Arnaud Danjean, eurodeputato: "Schengen puo' essere gestito meglio, ma non è un colabrodo"

Il Parlamentare, specialista in questioni di difesa, dice no alla revisione delle regole di Schengen e spiega che non tutte le informazioni delicate possono essere condivise tra tutti gli stati membri

Lettura in corso:

Arnaud Danjean, eurodeputato: "Schengen puo' essere gestito meglio, ma non è un colabrodo"

Dimensioni di testo Aa Aa

La minaccia terroristica non è mai stata cosi’ forte ed estesa in Europa, dall’undici settembre 2001. Lo ha affermato il direttore di Europol. Come rafforzare e migliorare la strategia europea anti-terrorismo?

Gli strumenti di cooperazione sono molteplici. Europol, Eurojust, diverse banche dati, reti di esperti e di forze speciali, e poi strumenti come il mandato di arresto europeo, per agevolare le estradizioni. L’Europa è su tutti i fronti anche se con risorse modeste.

La questione della sicurezza europea è legata inevitabilmente allo spazio Schengen che riunisce 22 paesi dell’Unione europea piu’ stati l’Islanda, il Liechstenstein, la Norvegia e la Svizzera.

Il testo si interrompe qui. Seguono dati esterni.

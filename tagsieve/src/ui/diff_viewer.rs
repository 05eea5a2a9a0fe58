// tagsieve/src/ui/diff_viewer.rs
//! Line diff between the submitted and the clean markup.

use diffy::{create_patch, Line as DiffLine};
use std::io::{self, Write};

use crate::ui::output_format::styled;
use crate::ui::theme::{ThemeEntry, ThemeMap};

/// Writes the changed lines of `original` -> `sanitized`, `-` for removed
/// and `+` for added, with unchanged context lines indented.
pub fn print_diff<W: Write>(
    original: &str,
    sanitized: &str,
    writer: &mut W,
    theme: &ThemeMap,
    enable_colors: bool,
) -> io::Result<()> {
    let patch = create_patch(original, sanitized);
    writeln!(
        writer,
        "{}",
        styled("--- Diff View ---", ThemeEntry::DiffHeader, theme, enable_colors)
    )?;

    let mut changed = false;
    for hunk in patch.hunks() {
        for line in hunk.lines() {
            match line {
                DiffLine::Delete(s) => {
                    changed = true;
                    let text = format!("-{}", s.trim_end_matches('\n'));
                    writeln!(writer, "{}", styled(&text, ThemeEntry::DiffRemoved, theme, enable_colors))?;
                }
                DiffLine::Insert(s) => {
                    changed = true;
                    let text = format!("+{}", s.trim_end_matches('\n'));
                    writeln!(writer, "{}", styled(&text, ThemeEntry::DiffAdded, theme, enable_colors))?;
                }
                DiffLine::Context(s) => writeln!(writer, " {}", s.trim_end_matches('\n'))?,
            }
        }
    }

    if !changed {
        writeln!(writer, "No changes.")?;
    }
    writeln!(
        writer,
        "{}",
        styled("-----------------", ThemeEntry::DiffHeader, theme, enable_colors)
    )
}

Spazio senza frontiere interne, Schengen ha tuttavia le sue regole, i controlli alle frontiere interne possono essere ristabiliti solo in via eccezionale, nel caso di minaccie alla sicurezza e all’ordine pubblico.

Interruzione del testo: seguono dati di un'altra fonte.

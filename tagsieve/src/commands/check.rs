// tagsieve/src/commands/check.rs
//! The `check` command: report what a scan would change without writing the
//! clean markup, optionally failing past a threshold.

use anyhow::{Context, Result};
use is_terminal::IsTerminal;
use log::info;
use serde::Serialize;
use std::collections::BTreeMap;
use std::io::{self, Write};
use std::path::PathBuf;
use tagsieve_core::{Diagnostic, DiagnosticKind, SanitizationEngine, ScanResult};

use crate::commands::info_msg;
use crate::ui::diagnostics_summary;
use crate::ui::theme::ThemeMap;

/// Options for `run_check`.
pub struct CheckOptions {
    pub input: String,
    pub fail_over_threshold: Option<usize>,
    pub json_file: Option<PathBuf>,
    pub json_stdout: bool,
    pub quiet: bool,
}

/// The JSON form of a check.
#[derive(Debug, Serialize)]
pub struct CheckReport<'a> {
    pub total: usize,
    pub counts: BTreeMap<&'static str, usize>,
    pub diagnostics: &'a [Diagnostic],
    pub elapsed_ms: u128,
    pub scanned_at: String,
    pub threshold: Option<usize>,
    pub passed: bool,
}

impl<'a> CheckReport<'a> {
    pub fn new(result: &'a ScanResult, threshold: Option<usize>) -> Self {
        let counts = DiagnosticKind::ALL
            .iter()
            .map(|kind| (kind.as_str(), result.count_of(*kind)))
            .filter(|(_, count)| *count > 0)
            .collect();
        let total = result.diagnostics().len();
        Self {
            total,
            counts,
            diagnostics: result.diagnostics(),
            elapsed_ms: result.elapsed().as_millis(),
            scanned_at: result.scanned_at().to_rfc3339(),
            threshold,
            passed: threshold_passed(total, threshold),
        }
    }
}

/// `true` unless a threshold is set and the total goes over it.
pub fn threshold_passed(total: usize, threshold: Option<usize>) -> bool {
    threshold.map_or(true, |limit| total <= limit)
}

/// Runs the check. Returns whether the input stayed within the threshold.
pub fn run_check(engine: &dyn SanitizationEngine, opts: CheckOptions, theme: &ThemeMap) -> Result<bool> {
    info!("Starting check operation.");
    let result = engine.scan(&opts.input).context("Scan failed")?;
    let report = CheckReport::new(&result, opts.fail_over_threshold);

    if let Some(path) = &opts.json_file {
        let json = serde_json::to_string_pretty(&report).context("Failed to serialize check report")?;
        std::fs::write(path, json)
            .with_context(|| format!("Failed to write JSON report: {}", path.display()))?;
        if !opts.quiet {
            info_msg(format!("Check report written to: {}", path.display()), theme);
        }
    }

    let stdout = io::stdout();
    let colors = stdout.is_terminal();
    let mut writer = stdout.lock();
    if opts.json_stdout {
        let json = serde_json::to_string_pretty(&report).context("Failed to serialize check report")?;
        writeln!(writer, "{}", json)?;
    } else {
        diagnostics_summary::print_summary(&result, &mut writer, theme, colors)?;
    }

    if !report.passed {
        if let Some(limit) = opts.fail_over_threshold {
            writeln!(
                writer,
                "Check failed: {} diagnostic(s) exceed the threshold of {}.",
                report.total, limit
            )?;
        }
    }
    info!("Check operation completed.");
    Ok(report.passed)
}

#[cfg(test)]
mod tests {
    use super::*;
    use tagsieve_core::{headless_scan, Policy};

    #[test]
    fn threshold_semantics() {
        assert!(threshold_passed(5, None));
        assert!(threshold_passed(2, Some(2)));
        assert!(!threshold_passed(3, Some(2)));
    }

    #[test]
    fn report_counts_by_kind() {
        let policy = Policy::load_default().unwrap();
        let result = headless_scan("<x>a</x><y>b</y><p onclick=\"z\">c</p>", &policy).unwrap();
        let report = CheckReport::new(&result, Some(2));
        assert_eq!(report.total, 3);
        assert_eq!(report.counts.get("tag_filtered"), Some(&2));
        assert_eq!(report.counts.get("attribute_removed"), Some(&1));
        assert!(!report.passed);
    }
}
//! The rule/declaration tree produced by the parser, and its serialization.
//!
//! Selectors, preludes and values are stored already serialized from their
//! tokens, so writing the tree out again and re-parsing it gives back the
//! same tree.

use std::fmt;

use crate::tokens::TokenText;

/// A single `name: value` pair. `value` excludes a trailing `!important`.
#[derive(Debug, Clone, PartialEq, Eq)]
pub struct Declaration {
    pub name: String,
    pub value: String,
    pub important: bool,
    /// Every url the value would make a browser fetch.
    pub urls: Vec<String>,
    /// The value holds a bad string, a bad url or an unmatched closing bracket.
    pub malformed: bool,
}

impl Declaration {
    pub fn new(name: impl Into<String>, value: impl Into<String>, important: bool) -> Self {
        Self {
            name: name.into(),
            value: value.into(),
            important,
            urls: Vec::new(),
            malformed: false,
        }
    }

    pub(crate) fn from_tokens(name: String, value: TokenText, important: bool) -> Self {
        Self {
            name,
            value: value.text,
            important,
            urls: value.urls,
            malformed: value.malformed,
        }
    }
}

impl fmt::Display for Declaration {
    fn fmt(&self, f: &mut fmt::Formatter<'_>) -> fmt::Result {
        write!(f, "{}: {}", self.name, self.value)?;
        if self.important {
            f.write_str(" !important")?;
        }
        Ok(())
    }
}

#[derive(Debug, Clone, Default, PartialEq, Eq)]
pub struct DeclarationBlock {
    pub declarations: Vec<Declaration>,
}

impl DeclarationBlock {
    pub fn is_empty(&self) -> bool {
        self.declarations.is_empty()
    }

    pub fn len(&self) -> usize {
        self.declarations.len()
    }
}

impl fmt::Display for DeclarationBlock {
    fn fmt(&self, f: &mut fmt::Formatter<'_>) -> fmt::Result {
        for (i, declaration) in self.declarations.iter().enumerate() {
            if i > 0 {
                f.write_str("; ")?;
            }
            write!(f, "{}", declaration)?;
        }
        Ok(())
    }
}

/// `selectors { declarations }`
#[derive(Debug, Clone, PartialEq, Eq)]
pub struct StyleRule {
    pub selectors: String,
    pub block: DeclarationBlock,
}

/// An at-rule whose block holds further rules: `@media`, `@supports`, `@document`.
#[derive(Debug, Clone, PartialEq, Eq)]
pub struct GroupingRule {
    pub keyword: String,
    pub prelude: String,
    pub rules: Vec<Rule>,
}

/// An at-rule whose block holds declarations directly: `@page`, `@font-face`.
#[derive(Debug, Clone, PartialEq, Eq)]
pub struct DeclarationAtRule {
    pub keyword: String,
    pub prelude: String,
    pub block: DeclarationBlock,
}

#[derive(Debug, Clone, PartialEq, Eq)]
pub struct KeyframesRule {
    pub keyword: String,
    pub name: String,
    pub frames: Vec<KeyframeRule>,
}

/// One `from`/`to`/percentage block inside `@keyframes`.
#[derive(Debug, Clone, PartialEq, Eq)]
pub struct KeyframeRule {
    pub selector: String,
    pub block: DeclarationBlock,
}

/// Any at-rule kept opaque by the parser. `block` is the serialized text between the
/// braces, or `None` for statement at-rules such as `@import`.
#[derive(Debug, Clone, PartialEq, Eq)]
pub struct AtRule {
    pub keyword: String,
    pub prelude: String,
    pub block: Option<String>,
}

#[derive(Debug, Clone, PartialEq, Eq)]
pub enum Rule {
    Style(StyleRule),
    Grouping(GroupingRule),
    Page(DeclarationAtRule),
    FontFace(DeclarationAtRule),
    Keyframes(KeyframesRule),
    Import(AtRule),
    Other(AtRule),
}

impl fmt::Display for Rule {
    fn fmt(&self, f: &mut fmt::Formatter<'_>) -> fmt::Result {
        match self {
            Rule::Style(rule) => write_block(f, &rule.selectors, &rule.block),
            Rule::Grouping(rule) => {
                write_at_prelude(f, &rule.keyword, &rule.prelude)?;
                f.write_str(" {\n")?;
                for nested in &rule.rules {
                    writeln!(f, "{}", nested)?;
                }
                f.write_str("}")
            }
            Rule::Page(rule) | Rule::FontFace(rule) => {
                let mut head = String::from("@");
                head.push_str(&rule.keyword);
                if !rule.prelude.is_empty() {
                    head.push(' ');
                    head.push_str(&rule.prelude);
                }
                write_block(f, &head, &rule.block)
            }
            Rule::Keyframes(rule) => {
                write_at_prelude(f, &rule.keyword, &rule.name)?;
                f.write_str(" {\n")?;
                for frame in &rule.frames {
                    write_block(f, &frame.selector, &frame.block)?;
                    f.write_str("\n")?;
                }
                f.write_str("}")
            }
            Rule::Import(rule) | Rule::Other(rule) => {
                write_at_prelude(f, &rule.keyword, &rule.prelude)?;
                match &rule.block {
                    Some(block) => write!(f, " {{{}}}", block),
                    None => f.write_str(";"),
                }
            }
        }
    }
}

fn write_at_prelude(f: &mut fmt::Formatter<'_>, keyword: &str, prelude: &str) -> fmt::Result {
    write!(f, "@{}", keyword)?;
    if !prelude.is_empty() {
        write!(f, " {}", prelude)?;
    }
    Ok(())
}

fn write_block(f: &mut fmt::Formatter<'_>, head: &str, block: &DeclarationBlock) -> fmt::Result {
    if block.is_empty() {
        write!(f, "{} {{}}", head)
    } else {
        write!(f, "{} {{ {} }}", head, block)
    }
}

#[derive(Debug, Clone, Default, PartialEq, Eq)]
pub struct StyleSheet {
    pub rules: Vec<Rule>,
}

impl fmt::Display for StyleSheet {
    fn fmt(&self, f: &mut fmt::Formatter<'_>) -> fmt::Result {
        for (i, rule) in self.rules.iter().enumerate() {
            if i > 0 {
                f.write_str("\n")?;
            }
            write!(f, "{}", rule)?;
        }
        Ok(())
    }
}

La sorveglianza si concentra soprattutto sulle frontiere esterne. Per rafforzare la sicurezza molti sostengono l’adozione del PNR, il Passenger Name Record, una banca dati sulle informazioni dei passeggeri aerei che entrano ed escono dal territorio europeo.

Un progetto bloccato al Parliamento europeo dalla sinistra e dai liberali in nome della protezione della privacy.

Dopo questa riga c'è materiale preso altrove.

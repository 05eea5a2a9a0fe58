// tagsieve/src/cli.rs
//! This file defines the command-line interface (CLI) for the tagsieve
//! application, including all available commands and their arguments.

use clap::{Parser, Subcommand};
use std::path::PathBuf;

/// Top-level CLI definition.
#[derive(Parser, Debug)]
#[command(
    name = "tagsieve",
    author = "Relay",
    version = env!("CARGO_PKG_VERSION"),
    about = "Clean untrusted HTML against a declarative policy",
    long_about = "tagsieve removes every tag, attribute and CSS property that a policy does not explicitly allow from an HTML fragment, keeping harmless content and structure in place, and explains each change it made.",
    arg_required_else_help = true,
)]
pub struct Cli {
    /// Disable informational messages
    #[arg(long, short = 'q', global = true, help = "Suppress all informational and debug messages.")]
    pub quiet: bool,

    /// Enable debug logging for the tagsieve crates.
    #[arg(long, short = 'd', global = true, help = "Enable debug logging.")]
    pub debug: bool,

    /// Cap tagsieve logging at INFO, even if RUST_LOG asks for more.
    #[arg(long = "disable-debug", global = true, help = "Disable debug logging, overriding RUST_LOG.")]
    pub disable_debug: bool,

    /// Specify the path to a custom YAML theme file.
    #[arg(long = "theme", value_name = "FILE", global = true, help = "Specify the path to a custom YAML theme file.")]
    pub theme: Option<PathBuf>,

    /// The subcommand to run
    #[command(subcommand)]
    pub command: Commands,
}

/// All available commands for the `tagsieve` CLI.
#[derive(Subcommand, Debug)]
pub enum Commands {
    /// Cleans an input file or stdin and writes the clean markup.
    #[command(about = "Cleans an input file or stdin and writes the clean markup.")]
    Sanitize(SanitizeCommand),

    /// Scans an input and reports what would be changed, without writing markup.
    #[command(about = "Scans an input and reports what would be changed, without writing markup.")]
    Check(CheckCommand),

    /// Loads a policy file and prints a summary of it.
    #[command(about = "Loads a policy file (or the built-in policy) and prints a summary of it.")]
    Policy(PolicyCommand),
}

/// Arguments for the `sanitize` command.
#[derive(Parser, Debug)]
pub struct SanitizeCommand {
    /// Path to an input file (reads from stdin if not provided).
    #[arg(long, short = 'i', value_name = "FILE", help = "Read input from a specified file instead of stdin.")]
    pub input_file: Option<PathBuf>,

    /// Write clean output to this file instead of stdout.
    #[arg(long, short = 'o', value_name = "FILE", help = "Write output to a specified file instead of stdout.")]
    pub output: Option<PathBuf>,

    /// Path to a policy XML file.
    #[arg(long = "policy", short = 'p', value_name = "FILE", env = "TAGSIEVE_POLICY", help = "Path to a policy XML file (defaults to the built-in policy).")]
    pub policy: Option<PathBuf>,

    /// Emit the whole scan result as JSON.
    #[arg(long = "json", conflicts_with = "diff", help = "Write the full scan result (clean output and diagnostics) as JSON.")]
    pub json: bool,

    /// Show a unified diff to highlight the changes made.
    #[arg(long, short = 'D', help = "Show a unified diff to highlight the changes made.")]
    pub diff: bool,

    /// Suppress the diagnostics summary.
    #[arg(long = "no-diagnostics", help = "Do not print the diagnostics summary to stderr.")]
    pub no_diagnostics: bool,
}

/// Arguments for the `check` command.
#[derive(Parser, Debug)]
pub struct CheckCommand {
    /// Path to an input file (reads from stdin if not provided).
    #[arg(long, short = 'i', value_name = "FILE", help = "Read input from a specified file instead of stdin.")]
    pub input_file: Option<PathBuf>,

    /// Path to a policy XML file.
    #[arg(long = "policy", short = 'p', value_name = "FILE", env = "TAGSIEVE_POLICY", help = "Path to a policy XML file (defaults to the built-in policy).")]
    pub policy: Option<PathBuf>,

    /// Exit with a non-zero code if the number of diagnostics exceeds this threshold.
    #[arg(long = "fail-over-threshold", value_name = "N", help = "Exit with a non-zero code if the number of diagnostics exceeds this threshold.")]
    pub fail_over_threshold: Option<usize>,

    /// Export the report to a JSON file.
    #[arg(long = "json-file", value_name = "FILE", help = "Export the check report to a JSON file.")]
    pub json_file: Option<PathBuf>,

    /// Print the report as JSON to stdout (conflicts with --json-file).
    #[arg(long = "json-stdout", conflicts_with = "json_file", help = "Print the check report to stdout as JSON.")]
    pub json_stdout: bool,
}

/// Arguments for the `policy` command.
#[derive(Parser, Debug)]
pub struct PolicyCommand {
    /// The policy file to load. The built-in policy is summarized when omitted.
    #[arg(value_name = "FILE", help = "The policy XML file to load.")]
    pub path: Option<PathBuf>,

    /// List every tag rule and CSS property by name.
    #[arg(long, short = 'v', help = "List every tag rule and CSS property by name.")]
    pub verbose: bool,
}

Abbiamo analizzato la strategia europea anti-terrorismo con Arnaud Danjean, deputato europeo di centro-destra, che ha a lungo presieduto la commissione per la sicurezza e la difesa del Parlamento europeo.

Audrey Tilve, euronews:
“Si parla molto di un registro europeo sui dati personali dei passeggeri aerei. E’ un progetto bloccato al Parlamento europeo dal 2011. Ma supponiamo che il registro esistesse. Come avrebbe impedito a dei terroristi francesi di colpire il proprio paese?”

Arnaud Danjean, europarlamentare francese di centro-destra:
“Si dice che uno di loro sarebbe andato in Yemen, un paese noto come paese a rischio. Questi viaggi lasciano delle tracce. La prenotazione di biglietti aerei lascia delle tracce. E i dati raccolti attraverso questo registro possono aiutare a definire percorsi, a ricostruire l’identità di personaggi sospetti, quindi non possiamo escludere che sarebbe stato utile. Questa banca dati non risolverà tutto come una bacchetta magica, ma è uno dei pochi strumenti a disposizione per raccogliere informazioni estremamente preziose sulle persone a rischio. “

Audrey Tilve, euronews:
“Alcuni governi e alcuni politici rimettono anche in discussione la libera circolazione all’interno dello spazio Schengen. Ci sono delle regole da correggere nello spazio Schengen? “

Arnaud Danjean, europarlamentare francese di centro-destra:
“Schengen non è uno colabrodo. Lo spazio Schengen offre anche la possibilità di effettuare controlli in condizioni specifiche ed offre anche la possibilità di consultare i dati raccolti dalle diverse polizie. Schengen ha certamente delle lacune, Schengen può essere migliorato. In particolare, i controlli alle frontiere esterne possono diventare sistematici anche per i cittadini che appartengono all’area Schengen, non è cosi’ al momento.
Si tratta di chiedere a certo numero di paesi di controllare meglio i flussi di persone a rischio in particolare tra la Turchia e l’Unione europea in quanto la maggior parte dei fondamentalisti che vanno in Siria e Iraq passano attraverso la Turchia. Questa frontiera deve essere meglio controllata.
Si dovrebbero adottare queste modifiche senza stravolgere completamente il sistema Schengen”.

Audrey Tilve, euronews:
“I paesi europei utilizzano bene il sistema d’informazione Schengen? E’ questa banca dati dove sono raccolte le segnalazioni. Sembra che sia poco utilizzata, almeno questo dice la Commissione europea “.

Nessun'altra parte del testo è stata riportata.